I’m not a math expert and struggle to understand what was on that page. But for what it;s worth, I didn’t see anything that addressed the type of data challenges with which we deal. It seemed, for instance to reflect an unstated presumption that you can count on the data meaning what you think it means. What if you can’t (an everyday problem for us)? How do they advise guarding against the rest of model mis-specification to which we’re so prone?

We need to be very careful about applying protocol from outside of finance. We can never presume appropriateness. It has to be considered and established each time.

Irony of ironies, the author of the Adviser Perspectives article replied and we reached agreement pretty quickly. He softened from what had been an overly broad assumption re: the representativeness of the practices he described, and we reached agreement on the big questions. Of particular interest now, is the following from his reply (bearing in mind this doesn’t come from a math dunce like me but from one who is a mathematician and economist a visiting fellow with the Centre for Systems Informatics Engineering at City University of Hong Kong, a principal and chief strategist of Compendium Finance and a research associate at EDHEC-Risk Institute. His co-author is Head of the Systems Engineering and Engineering Management department and Chair Professor of Industrial Engineering at City University of Hong Kong.

“In short, the only way you can tell whether a historical relationship among investment factors is likely to continue in the future – no matter how robust or how much the relationship has been replicated ‘out of sample’ – is to have a solid theory.”
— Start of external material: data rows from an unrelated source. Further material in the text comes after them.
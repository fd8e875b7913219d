//! Schema tree: nodes, shapes, and the arena that owns them.
//!
//! ## Key Types
//!
//! - [`Node`]: one statement (type, name, hint, raw value, resolved output)
//! - [`NodeId`]: index of a node inside a [`Tree`]
//! - [`Tree`]: arena owning every node of one document or template set
//! - [`Shape`]: stored classification (`Scalar | EnumRef | Dict | List`)
//! - [`Output`]: the value handed to serializers

mod arena;
mod node;

pub use arena::{Checkpoint, Tree};
pub use node::{Node, NodeId, Output, Shape};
This is the answer. This is the way to protect against bad models, not artificially constraining the number of factors and exposing your work to a host of other problems. If you want to refrain from drunk driving, then don’t drink and drive. It’s not necessary to give up your car and discontinue your driver’s license.

Totally agree with this.

what exactly do you mean by “parameter” in the context of a P123 model? I would accept that adding buy rules such as “Do not buy Enron if year equals 2001” would probably make a model less robust in the future. But adding a sensible sounding factor to the ranking system wouldn’t be an problem.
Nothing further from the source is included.